As others have suggested you really should seek advice from a financial advisor at a bank. What is best for you is dependent on your circumstances. For example:
1. Is the money from his 401k? If so, you should roll it into an IRA to avoid tax consequences.
2. How much of the money will you need to live on? Can you live on the interest portion alone or will you be needing a portion of the principal as well?
3. How close to retirement are you yourself? What other sources of income will you have at that time?
4. Are you a saver or a spender? Is there any danger that having the money readily available to you, that you would be prone to blow through it foolishly?
5. How tolerant to risk are you? Would you be uncomfortable with the risks of the stock market?

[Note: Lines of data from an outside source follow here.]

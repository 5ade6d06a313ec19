//! Short-lived JWT assertions used for the token exchange.

use std::time::Duration;

use chrono::Utc;
use jsonwebtoken::{Algorithm, EncodingKey, Header, encode};
use serde::{Deserialize, Serialize};

use super::{AuthError, Credential};

/// Default assertion lifetime (5 minutes).
pub const DEFAULT_ASSERTION_LIFETIME: Duration = Duration::from_secs(300);

/// Claims carried by the signed assertion.
#[derive(Debug, Clone, PartialEq, Eq, Serialize, Deserialize)]
pub struct AssertionClaims {
    /// Subject: the API username.
    pub sub: String,
    /// Issued at (Unix timestamp).
    pub iat: i64,
    /// Expiration (Unix timestamp).
    pub exp: i64,
}

/// Signs an HS256 assertion for `credential`, valid for `lifetime` from now.
///
/// # Errors
///
/// Returns [`AuthError::Signing`] if encoding fails.
pub fn sign_assertion(credential: &Credential, lifetime: Duration) -> Result<String, AuthError> {
    let issued_at = Utc::now().timestamp();
    let lifetime_secs = i64::try_from(lifetime.as_secs()).unwrap_or(i64::MAX);
    let claims = AssertionClaims {
        sub: credential.username().to_string(),
        iat: issued_at,
        exp: issued_at.saturating_add(lifetime_secs),
    };

    encode(
        &Header::new(Algorithm::HS256),
        &claims,
        &EncodingKey::from_secret(credential.secret().as_bytes()),
    )
    .map_err(AuthError::Signing)
}

#[cfg(test)]
#[allow(clippy::unwrap_used)]
mod tests {
    use jsonwebtoken::{DecodingKey, Validation, decode};

    use super::*;

    fn decode_claims(token: &str, secret: &str) -> AssertionClaims {
        let validation = Validation::new(Algorithm::HS256);
        decode::<AssertionClaims>(
            token,
            &DecodingKey::from_secret(secret.as_bytes()),
            &validation,
        )
        .unwrap()
        .claims
    }

    #[test]
    fn test_sign_assertion_subject_is_username() {
        let credential = Credential::new("lab-bot", "s3cret");
        let token = sign_assertion(&credential, DEFAULT_ASSERTION_LIFETIME).unwrap();

        let claims = decode_claims(&token, "s3cret");
        assert_eq!(claims.sub, "lab-bot");
    }

    #[test]
    fn test_sign_assertion_expires_after_lifetime() {
        let credential = Credential::new("lab-bot", "s3cret");
        let token = sign_assertion(&credential, DEFAULT_ASSERTION_LIFETIME).unwrap();

        let claims = decode_claims(&token, "s3cret");
        assert_eq!(claims.exp - claims.iat, 300);
    }

    #[test]
    fn test_sign_assertion_rejected_with_wrong_secret() {
        let credential = Credential::new("lab-bot", "s3cret");
        let token = sign_assertion(&credential, DEFAULT_ASSERTION_LIFETIME).unwrap();

        let result = decode::<AssertionClaims>(
            &token,
            &DecodingKey::from_secret(b"other"),
            &Validation::new(Algorithm::HS256),
        );
        assert!(result.is_err());
    }
}
//! Shared helpers for unit tests.

pub mod socket_guard;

A good financial advisor should be asking you these questions and more. Beware if they immediately want to sell you a variable annuity or anything else that generates a commission. Don't rush into anything. You can always initially put the money into the money market (approx 5% return) and then decide where to invest it later on. You can do this whether you are eligible to roll it into an IRA or not.

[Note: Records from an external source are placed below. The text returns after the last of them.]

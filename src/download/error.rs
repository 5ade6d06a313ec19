//! Error types for the download module.

use std::path::PathBuf;

use thiserror::Error;

/// Errors that can occur while downloading one artifact.
#[derive(Debug, Error)]
pub enum DownloadError {
    /// Network-level error (DNS resolution, connection refused, TLS errors, dropped stream, etc.)
    #[error("network error downloading {url}: {source}")]
    Network {
        /// The URL that failed to download.
        url: String,
        /// The underlying network error.
        #[source]
        source: reqwest::Error,
    },

    /// Request timed out before completion.
    #[error("timeout downloading {url}")]
    Timeout {
        /// The URL that timed out.
        url: String,
    },

    /// HTTP error response (4xx client errors, 5xx server errors).
    #[error("HTTP {status} downloading {url}")]
    HttpStatus {
        /// The URL that returned an error status.
        url: String,
        /// The HTTP status code.
        status: u16,
    },

    /// File system error during download (create dir, write, rename, etc.)
    #[error("IO error writing to {path}: {source}")]
    Io {
        /// The file path where the error occurred.
        path: PathBuf,
        /// The underlying IO error.
        #[source]
        source: std::io::Error,
    },

    /// The artifact URL is malformed or invalid.
    #[error("invalid URL: {url}")]
    InvalidUrl {
        /// The invalid URL string.
        url: String,
    },
}

impl DownloadError {
    /// Creates a network error from a reqwest error, promoting timeouts to
    /// [`DownloadError::Timeout`].
    pub fn network(url: impl Into<String>, source: reqwest::Error) -> Self {
        if source.is_timeout() {
            return Self::Timeout { url: url.into() };
        }
        Self::Network {
            url: url.into(),
            source,
        }
    }

    /// Creates an HTTP status error.
    pub fn http_status(url: impl Into<String>, status: u16) -> Self {
        Self::HttpStatus {
            url: url.into(),
            status,
        }
    }

    /// Creates a timeout error.
    pub fn timeout(url: impl Into<String>) -> Self {
        Self::Timeout { url: url.into() }
    }

    /// Creates an IO error.
    pub fn io(path: impl Into<PathBuf>, source: std::io::Error) -> Self {
        Self::Io {
            path: path.into(),
            source,
        }
    }

    /// Creates an invalid URL error.
    pub fn invalid_url(url: impl Into<String>) -> Self {
        Self::InvalidUrl { url: url.into() }
    }
}

// No `From<reqwest::Error>` / `From<std::io::Error>`: every variant needs the
// url or path the source error lacks, so use the constructors above.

The $100,000 would generate approx $600 a month for life if you choose an "immediate" fixed annuity. This may be a good choice if you need the certainty of a low risk steady monthly income and don't think you might ever need a portion of the principal.
If you don't mind a little risk and want to retain control over the money then investing in a mix of quality mutual funds, bonds and CD's would be a good option. Not over 60% in stock funds. If you go this route consider Vanguard which has low expenses. Perhaps one of their life cycle funds might be appropriate if you are not too knowledgeable about investments.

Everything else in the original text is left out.